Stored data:
::::::::

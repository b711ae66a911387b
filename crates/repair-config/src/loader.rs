//! Loader for configurations split across several files.
//!
//! A root file may name other files through `include`. The included tables are
//! merged into the root table; a top-level section may only be defined once
//! across the whole set.

use crate::{resolve_env_vars, Config, ConfigError};
use std::collections::{HashMap, HashSet};
use std::path::{Path, PathBuf};

pub struct ConfigLoader {
	/// Directory relative includes are resolved against
	base_path: PathBuf,
	/// Canonical paths already read, for cycle detection
	loaded_files: HashSet<PathBuf>,
	/// File that defined each top-level section
	section_sources: HashMap<String, PathBuf>,
}

impl ConfigLoader {
	pub fn new(base_path: impl AsRef<Path>) -> Self {
		Self {
			base_path: base_path.as_ref().to_path_buf(),
			loaded_files: HashSet::new(),
			section_sources: HashMap::new(),
		}
	}

	/// Loads a configuration file and everything it includes.
	pub async fn load_config(
		&mut self,
		config_path: impl AsRef<Path>,
	) -> Result<Config, ConfigError> {
		let config_path = self.resolve_path(config_path)?;

		let root_content = self.read_resolved(&config_path).await?;
		let mut root: toml::Value = toml::from_str(&root_content)?;

		let includes = Self::take_includes(&mut root)?;
		if includes.is_empty() {
			return root_content.parse();
		}

		self.record_sections(&root, &config_path)?;
		for include in includes {
			let path = self.resolve_path(&include)?;
			let content = self.read_resolved(&path).await?;
			let included: toml::Value = toml::from_str(&content)?;
			self.record_sections(&included, &path)?;

			if let (Some(target), toml::Value::Table(source)) = (root.as_table_mut(), included) {
				target.extend(source);
			}
		}

		let merged = toml::to_string(&root).map_err(|e| {
			ConfigError::Parse(format!("Failed to serialize combined config: {}", e))
		})?;
		merged.parse()
	}

	/// Reads a file once and substitutes environment variables.
	async fn read_resolved(&mut self, path: &Path) -> Result<String, ConfigError> {
		let canonical = tokio::fs::canonicalize(path).await.map_err(|e| {
			ConfigError::Io(std::io::Error::new(
				std::io::ErrorKind::NotFound,
				format!("Cannot resolve path {}: {}", path.display(), e),
			))
		})?;

		if !self.loaded_files.insert(canonical.clone()) {
			return Err(ConfigError::Validation(format!(
				"Circular include detected: {} was already loaded",
				canonical.display()
			)));
		}

		let content = tokio::fs::read_to_string(path).await?;
		resolve_env_vars(&content)
	}

	/// Removes the `include` key from a table and returns the paths it named.
	fn take_includes(toml: &mut toml::Value) -> Result<Vec<PathBuf>, ConfigError> {
		let Some(value) = toml.as_table_mut().and_then(|t| t.remove("include")) else {
			return Ok(Vec::new());
		};

		match value {
			toml::Value::String(path) => Ok(vec![PathBuf::from(path)]),
			toml::Value::Array(items) => items
				.into_iter()
				.map(|item| match item {
					toml::Value::String(path) => Ok(PathBuf::from(path)),
					_ => Err(ConfigError::Validation(
						"Include array must contain only strings".into(),
					)),
				})
				.collect(),
			_ => Err(ConfigError::Validation(
				"Include must be a string or array of strings".into(),
			)),
		}
	}

	fn record_sections(&mut self, toml: &toml::Value, source: &Path) -> Result<(), ConfigError> {
		let Some(table) = toml.as_table() else {
			return Ok(());
		};
		for key in table.keys() {
			if let Some(existing) = self.section_sources.get(key) {
				return Err(ConfigError::Validation(format!(
					"Duplicate section '{}' found in {} and {}. \
					Each top-level section must be unique across all configuration files.",
					key,
					existing.display(),
					source.display()
				)));
			}
			self.section_sources
				.insert(key.clone(), source.to_path_buf());
		}
		Ok(())
	}

	fn resolve_path(&self, path: impl AsRef<Path>) -> Result<PathBuf, ConfigError> {
		let path = path.as_ref();
		let resolved = if path.is_absolute() {
			path.to_path_buf()
		} else {
			self.base_path.join(path)
		};

		if !resolved.exists() {
			return Err(ConfigError::Io(std::io::Error::new(
				std::io::ErrorKind::NotFound,
				format!("Configuration file not found: {}", resolved.display()),
			)));
		}

		Ok(resolved)
	}
}
//! Key-value persistence for orders, riders and vendors.
//!
//! Backends only deal in raw bytes under string keys. [`StorageService`]
//! layers JSON encoding and `namespace:id` keys on top, which is all the
//! workflow ever sees.

use async_trait::async_trait;
use repair_types::{ConfigSchema, ImplementationRegistry};
use serde::{de::DeserializeOwned, Serialize};
use thiserror::Error;

pub mod implementations {
	pub mod file;
	pub mod memory;
}

#[derive(Debug, Error)]
pub enum StorageError {
	#[error("Not found")]
	NotFound,
	/// A stored document could not be encoded or decoded.
	#[error("Serialization error: {0}")]
	Serialization(String),
	/// The backend itself failed (I/O and the like).
	#[error("Backend error: {0}")]
	Backend(String),
	#[error("Configuration error: {0}")]
	Configuration(String),
}

/// Byte-level operations every storage backend provides.
#[async_trait]
pub trait StorageInterface: Send + Sync {
	/// Returns `NotFound` for a missing key.
	async fn get_bytes(&self, key: &str) -> Result<Vec<u8>, StorageError>;

	/// Stores raw bytes, replacing any previous value.
	async fn set_bytes(&self, key: &str, value: Vec<u8>) -> Result<(), StorageError>;

	/// Removes a key. Removing a missing key is not an error.
	async fn delete(&self, key: &str) -> Result<(), StorageError>;

	async fn exists(&self, key: &str) -> Result<bool, StorageError>;

	/// Lists every stored key starting with `prefix`, in no particular order.
	async fn keys_with_prefix(&self, prefix: &str) -> Result<Vec<String>, StorageError>;

	fn config_schema(&self) -> Box<dyn ConfigSchema>;
}

/// Creates a backend from its `[storage.implementations.<name>]` table.
pub type StorageFactory = fn(&toml::Value) -> Result<Box<dyn StorageInterface>, StorageError>;

pub trait StorageRegistry: ImplementationRegistry<Factory = StorageFactory> {}

/// Every storage backend compiled into this crate, by name.
pub fn get_all_implementations() -> Vec<(&'static str, StorageFactory)> {
	use implementations::{file, memory};

	vec![
		(file::Registry::NAME, file::Registry::factory()),
		(memory::Registry::NAME, memory::Registry::factory()),
	]
}

/// Typed JSON documents on top of a byte backend.
pub struct StorageService {
	backend: Box<dyn StorageInterface>,
}

impl StorageService {
	pub fn new(backend: Box<dyn StorageInterface>) -> Self {
		Self { backend }
	}

	fn key(namespace: &str, id: &str) -> String {
		format!("{}:{}", namespace, id)
	}

	fn encode<T: Serialize>(value: &T) -> Result<Vec<u8>, StorageError> {
		serde_json::to_vec(value).map_err(|e| StorageError::Serialization(e.to_string()))
	}

	fn decode<T: DeserializeOwned>(bytes: &[u8]) -> Result<T, StorageError> {
		serde_json::from_slice(bytes).map_err(|e| StorageError::Serialization(e.to_string()))
	}

	/// Creates or overwrites a document.
	pub async fn store<T: Serialize>(
		&self,
		namespace: &str,
		id: &str,
		value: &T,
	) -> Result<(), StorageError> {
		self.backend
			.set_bytes(&Self::key(namespace, id), Self::encode(value)?)
			.await
	}

	pub async fn retrieve<T: DeserializeOwned>(
		&self,
		namespace: &str,
		id: &str,
	) -> Result<T, StorageError> {
		let bytes = self.backend.get_bytes(&Self::key(namespace, id)).await?;
		Self::decode(&bytes)
	}

	/// Loads every document in a namespace.
	///
	/// Keys that disappear between listing and reading are skipped.
	pub async fn retrieve_all<T: DeserializeOwned>(
		&self,
		namespace: &str,
	) -> Result<Vec<T>, StorageError> {
		let prefix = format!("{}:", namespace);
		let keys = self.backend.keys_with_prefix(&prefix).await?;

		let mut values = Vec::with_capacity(keys.len());
		for key in keys {
			match self.backend.get_bytes(&key).await {
				Ok(bytes) => values.push(Self::decode(&bytes)?),
				Err(StorageError::NotFound) => {
					tracing::debug!(%key, "Key vanished during listing");
				},
				Err(e) => return Err(e),
			}
		}
		Ok(values)
	}

	/// Overwrites an existing document; `NotFound` if there is none.
	pub async fn update<T: Serialize>(
		&self,
		namespace: &str,
		id: &str,
		value: &T,
	) -> Result<(), StorageError> {
		let key = Self::key(namespace, id);
		if !self.backend.exists(&key).await? {
			return Err(StorageError::NotFound);
		}
		self.backend.set_bytes(&key, Self::encode(value)?).await
	}
}
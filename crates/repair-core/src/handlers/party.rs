//! Rider and vendor registry, and rider assignment for new orders.

use super::WorkflowError;
use chrono::Utc;
use rand::Rng;
use repair_storage::{StorageError, StorageService};
use repair_types::{NewRiderRequest, NewVendorRequest, Rider, StorageKey, Vendor};
use std::sync::Arc;
use tokio::sync::Mutex;
use uuid::Uuid;

pub struct PartyHandler {
	storage: Arc<StorageService>,
	default_rider_name: String,
	/// Serializes assignment so an empty registry yields one default rider.
	assignment: Mutex<()>,
}

impl PartyHandler {
	pub fn new(storage: Arc<StorageService>, default_rider_name: impl Into<String>) -> Self {
		Self {
			storage,
			default_rider_name: default_rider_name.into(),
			assignment: Mutex::new(()),
		}
	}

	pub async fn register_rider(&self, request: NewRiderRequest) -> Result<Rider, WorkflowError> {
		let rider = Rider {
			id: Uuid::new_v4().to_string(),
			name: request.name,
			email: request.email,
			phone: request.phone,
			vehicle: request.vehicle,
			created_at: Utc::now(),
		};
		self.store(StorageKey::Riders, &rider.id, &rider).await?;

		tracing::info!(rider_id = %rider.id, name = %rider.name, "Registered rider");
		Ok(rider)
	}

	pub async fn register_vendor(
		&self,
		request: NewVendorRequest,
	) -> Result<Vendor, WorkflowError> {
		let vendor = Vendor {
			id: Uuid::new_v4().to_string(),
			name: request.name,
			email: request.email,
			phone: request.phone,
			address: request.address,
			shop_name: request.shop_name,
			created_at: Utc::now(),
		};
		self.store(StorageKey::Vendors, &vendor.id, &vendor).await?;

		tracing::info!(vendor_id = %vendor.id, name = %vendor.name, "Registered vendor");
		Ok(vendor)
	}

	pub async fn get_rider(&self, rider_id: &str) -> Result<Rider, WorkflowError> {
		self.storage
			.retrieve(StorageKey::Riders.as_str(), rider_id)
			.await
			.map_err(|e| match e {
				StorageError::NotFound => WorkflowError::RiderNotFound(rider_id.to_string()),
				e => WorkflowError::Storage(e.to_string()),
			})
	}

	pub async fn get_vendor(&self, vendor_id: &str) -> Result<Vendor, WorkflowError> {
		self.storage
			.retrieve(StorageKey::Vendors.as_str(), vendor_id)
			.await
			.map_err(|e| match e {
				StorageError::NotFound => WorkflowError::VendorNotFound(vendor_id.to_string()),
				e => WorkflowError::Storage(e.to_string()),
			})
	}

	/// Lists riders, oldest first.
	pub async fn list_riders(&self) -> Result<Vec<Rider>, WorkflowError> {
		let mut riders: Vec<Rider> = self
			.storage
			.retrieve_all(StorageKey::Riders.as_str())
			.await
			.map_err(|e| WorkflowError::Storage(e.to_string()))?;
		riders.sort_by(|a, b| a.created_at.cmp(&b.created_at).then(a.id.cmp(&b.id)));
		Ok(riders)
	}

	/// Lists vendors, oldest first.
	pub async fn list_vendors(&self) -> Result<Vec<Vendor>, WorkflowError> {
		let mut vendors: Vec<Vendor> = self
			.storage
			.retrieve_all(StorageKey::Vendors.as_str())
			.await
			.map_err(|e| WorkflowError::Storage(e.to_string()))?;
		vendors.sort_by(|a, b| a.created_at.cmp(&b.created_at).then(a.id.cmp(&b.id)));
		Ok(vendors)
	}

	/// Picks a rider for a new order uniformly at random.
	///
	/// When no rider is registered a default rider is created first.
	pub async fn assign_rider(&self) -> Result<Rider, WorkflowError> {
		let _guard = self.assignment.lock().await;

		let mut riders = self.list_riders().await?;
		if riders.is_empty() {
			tracing::warn!(
				name = %self.default_rider_name,
				"No riders available, creating a default rider"
			);
			return self
				.register_rider(NewRiderRequest {
					name: self.default_rider_name.clone(),
					email: None,
					phone: None,
					vehicle: None,
				})
				.await;
		}

		let index = rand::rng().random_range(0..riders.len());
		Ok(riders.swap_remove(index))
	}

	async fn store<T: serde::Serialize>(
		&self,
		key: StorageKey,
		id: &str,
		value: &T,
	) -> Result<(), WorkflowError> {
		self.storage
			.store(key.as_str(), id, value)
			.await
			.map_err(|e| WorkflowError::Storage(e.to_string()))
	}
}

::::::::

◆ EXERCISE
Report the number of lines above containing the word "memory", with no other text.

◆ ANSWER SPACE
3